After reading the articles I found out so much about the history of data visualization. I had no idea before this that the art of taking a large amount of data and forming into something easily readable and visual has such an expansive timeline. Of course just like all things in this society technology began to progress and evolve and it changed the data visualization game. “One may also see that most of the innovations in data visualization arose from concrete, often practical goals: the need or desire to see phenomena and relationships in new or different ways” (Friendly 30). A lot of the technology that was introduced helped improve how it was done, but some of the newer methods in a way have made things harder to understand with the data presented.
In my opinion the number one pro that came from technology was the ability to link data visualization up with large scale graphic software and more expansive and interactive computing systems. This allows for the data to be viewed in a much deeper way. Viewers can easily navigate through the data and more often now there is more than one way to view the same set of data.
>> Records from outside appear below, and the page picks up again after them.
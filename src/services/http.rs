use axum::{
    body::Bytes,
    extract::{Query, State},
    response::{IntoResponse, Response},
    routing::{get, post},
    Json, Router,
};
use serde_json::Value;
use tokio::sync::{mpsc, oneshot};
use tower_http::trace::TraceLayer;

use super::{pix::PixServiceRequest, Endpoint, ServiceError};
use crate::models::pix::DepositRequest;

#[derive(Clone)]
struct AppState {
    pix_channel: mpsc::Sender<PixServiceRequest>,
}

async fn call_pix_service(
    channel: &mpsc::Sender<PixServiceRequest>,
    request: impl FnOnce(oneshot::Sender<Result<Value, ServiceError>>) -> PixServiceRequest,
) -> Result<Value, ServiceError> {
    let (response_tx, response_rx) = oneshot::channel();

    channel
        .send(request(response_tx))
        .await
        .map_err(|e| ServiceError::Communication("Pix".to_string(), e.to_string()))?;

    response_rx
        .await
        .map_err(|e| ServiceError::Communication("Pix".to_string(), e.to_string()))?
}

fn into_response(result: Result<Value, ServiceError>) -> Response {
    match result {
        Ok(data) => Json(data).into_response(),
        Err(e) => e.into_response(),
    }
}

/// The body is read by hand so that malformed or empty JSON goes through the
/// same error payload as every other failure instead of axum's rejection.
async fn request_new_deposit(State(state): State<AppState>, body: Bytes) -> Response {
    let request = match serde_json::from_slice::<DepositRequest>(&body) {
        Ok(request) => request,
        Err(e) => {
            log::error!("Depix API error: invalid request body: {}", e);
            return ServiceError::Internal {
                endpoint: Endpoint::Deposit,
                details: e.to_string(),
            }
            .into_response();
        }
    };

    let result = call_pix_service(&state.pix_channel, |response| PixServiceRequest::Deposit {
        request,
        response,
    })
    .await;

    into_response(result)
}

/// Query pairs are taken as a list so repeated keys never reject the request.
/// The first `id` wins.
async fn get_deposit_status(
    State(state): State<AppState>,
    Query(params): Query<Vec<(String, String)>>,
) -> Response {
    let id = params
        .into_iter()
        .find_map(|(key, value)| (key == "id").then_some(value));

    let result = call_pix_service(&state.pix_channel, |response| {
        PixServiceRequest::DepositStatus { id, response }
    })
    .await;

    into_response(result)
}

pub fn router(pix_channel: mpsc::Sender<PixServiceRequest>) -> Router {
    let app_state = AppState { pix_channel };

    Router::new()
        .route("/api/depix", post(request_new_deposit))
        .route("/api/depix-status", get(get_deposit_status))
        .route("/health", get(|| async { "OK" }))
        .with_state(app_state)
        .layer(TraceLayer::new_for_http())
}

pub async fn start_http_server(
    listen: &str,
    pix_channel: mpsc::Sender<PixServiceRequest>,
) -> Result<(), anyhow::Error> {
    let app = router(pix_channel);

    let listener = tokio::net::TcpListener::bind(listen).await?;
    log::info!("Listening on {}", listener.local_addr()?);

    axum::serve(listener, app).await?;

    Ok(())
}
In a presentation on the “History of Data Visualization”, the number one pro described about data visualization over all is “that compared to text, it offers more immediate visibility to information so that the audience can understand it easier.” And now with the introduction of this more complex software, the visuals and the graphics have gotten more detailed and even easier to understand and depict patterns between.
On the other hand though, having introduced such advanced technology into this field it can feel at times the information can be a little too detailed and the point of the data becomes muddled. That same presentation on the “History of Data Visualization” also described the biggest weakness in data design and that’s “that they have the potential to be misleading while being trusted by their audience. For better or for worse, information design is always subject to interpretation by you as the creator, but then also the audience on the receiving end too.” When a graph or chart is made to be too interactive the viewer can get lost in the spectacle of the graphic and never actually comprehend the information that was at the base of the design.
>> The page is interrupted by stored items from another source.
use std::fmt;
use std::time::Instant;

use super::state::{ActionState, DepositController, StatusBadge};

const RESET: &str = "\x1b[0m";
const BOLD: &str = "\x1b[1m";
const DIM: &str = "\x1b[2m";
const RED: &str = "\x1b[31m";
const GREEN: &str = "\x1b[32m";
const YELLOW: &str = "\x1b[33m";

#[derive(Clone, Copy, Debug, PartialEq, Eq)]
pub enum Tone {
    Success,
    Waiting,
    Neutral,
}

impl Tone {
    fn color(self) -> &'static str {
        match self {
            Tone::Success => GREEN,
            Tone::Waiting => YELLOW,
            Tone::Neutral => DIM,
        }
    }
}

impl StatusBadge {
    pub fn tone(&self) -> Tone {
        match self {
            StatusBadge::Sent => Tone::Success,
            StatusBadge::Pending => Tone::Waiting,
            StatusBadge::Other(_) => Tone::Neutral,
        }
    }

    pub fn label(&self) -> String {
        match self {
            StatusBadge::Sent => {
                "✅ Success! Your deposit has been sent successfully via Depix.".to_string()
            }
            StatusBadge::Pending => {
                "⏳ Waiting. Your deposit is pending and waiting to be processed.".to_string()
            }
            StatusBadge::Other(status) => format!("ℹ️ Status: {}", status),
        }
    }
}

fn button(label: &str, enabled: bool, loading: bool) -> String {
    match (enabled, loading) {
        (_, true) => format!("{DIM}[ … {label} ]{RESET}"),
        (true, false) => format!("{BOLD}[ {label} ]{RESET}"),
        (false, false) => format!("{DIM}[ {label} ]{RESET}"),
    }
}

/// Text rendering of the deposit panel. `now` only decides whether the copy
/// button still shows its "Copied!" feedback.
pub struct Panel<'a> {
    controller: &'a DepositController,
    now: Instant,
}

impl<'a> Panel<'a> {
    pub fn new(controller: &'a DepositController, now: Instant) -> Self {
        Self { controller, now }
    }
}

impl fmt::Display for Panel<'_> {
    fn fmt(&self, f: &mut fmt::Formatter<'_>) -> fmt::Result {
        let controller = self.controller;

        writeln!(f, "{BOLD}Depix API Integration{RESET}")?;
        writeln!(f, "{DIM}Test the Depix API integration{RESET}")?;
        writeln!(f)?;
        writeln!(f, "Amount (in reais): {:.2}", controller.amount_in_reais())?;
        writeln!(
            f,
            "{}",
            button(
                "Call Depix API",
                controller.can_create(),
                controller.creation().is_loading()
            )
        )?;
        writeln!(f)?;

        if controller.is_editing_id() {
            writeln!(f, "Deposit ID: > {}_", controller.draft_id())?;
            writeln!(
                f,
                "{} {}",
                button("Save", !controller.draft_id().trim().is_empty(), false),
                button("Cancel", true, false)
            )?;
        } else if let Some(id) = controller.deposit_id() {
            writeln!(f, "Deposit ID: {BOLD}{id}{RESET} {}", button("Edit", true, false))?;
        } else {
            writeln!(f, "{}", button("Enter Custom Deposit ID", true, false))?;
        }

        if controller.deposit_id().is_some() || controller.is_editing_id() {
            writeln!(
                f,
                "{}",
                button(
                    "Check Deposit Status",
                    controller.can_check_status(),
                    controller.status().is_loading()
                )
            )?;
        }

        if let Some(error) = controller.creation().error() {
            writeln!(f)?;
            writeln!(f, "{RED}{error}{RESET}")?;
        }

        if let Some(error) = controller.status().error() {
            writeln!(f)?;
            writeln!(f, "{RED}Status Check Error: {error}{RESET}")?;
        }

        if let ActionState::Success(created) = controller.creation() {
            if let Some(url) = controller.qr_image_url() {
                writeln!(f)?;
                writeln!(f, "QR Code Image")?;
                writeln!(f, "  {url}")?;
            }

            if let Some(code) = controller.copy_code() {
                let copied = controller.is_copied(self.now);
                let label = if copied {
                    "Copied!"
                } else {
                    "Copy Code to Clipboard"
                };

                writeln!(f)?;
                writeln!(f, "QR Copy Paste Code")?;
                writeln!(f, "  {code}")?;
                writeln!(f, "{}", button(label, !copied, false))?;
            }

            writeln!(
                f,
                "{DIM}Received {}{RESET}",
                created.received_at.to_rfc3339()
            )?;
        }

        if let Some(badge) = controller.badge() {
            writeln!(f)?;
            writeln!(f, "Deposit Status")?;
            writeln!(f, "  {}{}{RESET}", badge.tone().color(), badge.label())?;
            if let ActionState::Success(checked) = controller.status() {
                writeln!(
                    f,
                    "{DIM}Checked {}{RESET}",
                    checked.received_at.to_rfc3339()
                )?;
            }
        }

        if let Some(alert) = controller.alert() {
            writeln!(f)?;
            writeln!(f, "{RED}{BOLD}! {alert}{RESET}")?;
            writeln!(f, "{DIM}Press Enter to continue.{RESET}")?;
        }

        Ok(())
    }
}

#[cfg(test)]
mod tests {
    use super::*;

    use chrono::Utc;

    use crate::models::pix::{EulenDeposit, EulenDepositStatus};
    use crate::ui::clipboard::{Clipboard, ClipboardError};
    use crate::ui::state::{DepositChecked, DepositCreated};

    fn with_deposit(code: Option<&str>) -> DepositController {
        let mut controller = DepositController::new();
        controller.begin_deposit();
        controller.finish_deposit(Ok(DepositCreated {
            deposit: EulenDeposit {
                id: Some("dep-1".to_string()),
                qr_copy_paste: code.map(str::to_string),
                qr_image_url: Some("https://qr/1.png".to_string()),
            },
            received_at: Utc::now(),
        }));
        controller
    }

    fn check(controller: &mut DepositController, status: &str) {
        controller.begin_status_check();
        controller.finish_status_check(Ok(DepositChecked {
            status: EulenDepositStatus {
                status: Some(status.to_string()),
                ..Default::default()
            },
            received_at: Utc::now(),
        }));
    }

    #[test]
    fn idle_panel_offers_custom_id() {
        let out = Panel::new(&DepositController::new(), Instant::now()).to_string();

        assert!(out.contains("Amount (in reais): 1.00"));
        assert!(out.contains("Enter Custom Deposit ID"));
        assert!(!out.contains("Check Deposit Status"));
    }

    #[test]
    fn created_deposit_shows_artifacts() {
        let out = Panel::new(&with_deposit(Some("000201PIX")), Instant::now()).to_string();

        assert!(out.contains("Deposit ID: "));
        assert!(out.contains("dep-1"));
        assert!(out.contains("https://qr/1.png"));
        assert!(out.contains("000201PIX"));
        assert!(out.contains("Copy Code to Clipboard"));
        assert!(out.contains("Check Deposit Status"));
    }

    #[test]
    fn missing_code_hides_copy_button() {
        let out = Panel::new(&with_deposit(None), Instant::now()).to_string();

        assert!(!out.contains("QR Copy Paste Code"));
        assert!(!out.contains("Copy Code to Clipboard"));
    }

    #[test]
    fn badges_render_with_tone() {
        let mut controller = with_deposit(None);

        check(&mut controller, "depix_sent");
        let sent = Panel::new(&controller, Instant::now()).to_string();
        assert!(sent.contains(&format!("{GREEN}✅ Success!")));

        check(&mut controller, "pending");
        let pending = Panel::new(&controller, Instant::now()).to_string();
        assert!(pending.contains(&format!("{YELLOW}⏳ Waiting")));

        check(&mut controller, "under_review");
        let other = Panel::new(&controller, Instant::now()).to_string();
        assert!(other.contains(&format!("{DIM}ℹ️ Status: under_review")));
    }

    #[test]
    fn errors_are_scoped_per_action() {
        let mut controller = DepositController::new();
        controller.begin_status_check();
        let out = Panel::new(&controller, Instant::now()).to_string();

        assert!(out.contains("Status Check Error: No deposit ID available."));

        controller.begin_deposit();
        controller.finish_deposit(Err("Depix API request failed".to_string()));
        let out = Panel::new(&controller, Instant::now()).to_string();

        assert!(out.contains(&format!("{RED}Depix API request failed")));
    }

    #[test]
    fn copy_failure_shows_alert() {
        struct Broken;

        impl Clipboard for Broken {
            fn write_text(&self, _text: &str) -> Result<(), ClipboardError> {
                Err(ClipboardError::Unavailable("none".to_string()))
            }
        }

        let mut controller = with_deposit(Some("000201PIX"));
        controller.copy_to_clipboard(&Broken, Instant::now());

        let out = Panel::new(&controller, Instant::now()).to_string();

        assert!(out.contains("! Copy failed. Please manually copy the code above."));
        assert!(out.ends_with(&format!("{DIM}Press Enter to continue.{RESET}\n")));
    }

    #[test]
    fn editor_shows_draft() {
        let mut controller = DepositController::new();
        controller.begin_edit_id();
        controller.set_draft_id("abc");

        let out = Panel::new(&controller, Instant::now()).to_string();

        assert!(out.contains("Deposit ID: > abc_"));
        assert!(out.contains("Save"));
        assert!(out.contains("Cancel"));
    }
}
In order to teeter that line of pros and cons with technology you have to be able to boil the whole process down and just make a good chart. A good chart, which is described in the book “Knowledge is Beautiful” starts with a good balance of the information that is being presented, the story that is being told through the use of the information, the goal of the graphic, so that is actually has a proper function and isn’t just there to look pretty and finally the visual form that the data and the story takes. An example of a good chart to me is from informationisbeautifulawards.com and the graphic that I found the most pleasing to look at and to understand was the “Citygraph”. It had the perfect balance of all 4 and didn’t try to get too complicated. The information was all the different cities and the different sizes of their urban structure and in the final graphic it is easy to see all the different sizes and use the visual form they chose to easily compare the different cities to one another.
Even though you need all 4 pieces to a good chart, there are certain aspects of the chart that appeal to me more than others. Personally I respond far more with the “story” and the “visual form”. I am a storyteller and I am a designer. My background is in both journalism and film. I find that almost everything in my life needs to tell some kind of a story, otherwise what’s the point of it” and I also enjoy making things look pleasing to the eye. Both of these sections also come with tasks that I find enjoyable, like, script writing, artwork, rough drafts, design templates. Overall, I am a visual learner so I find data visualization extremely useful, but in order for me to enjoy a “good chart” it has to tell a story and is has to have been done in the correct visual form otherwise I get pulled out of it and won’t be able to fully grasp what the chart was presenting in the first place.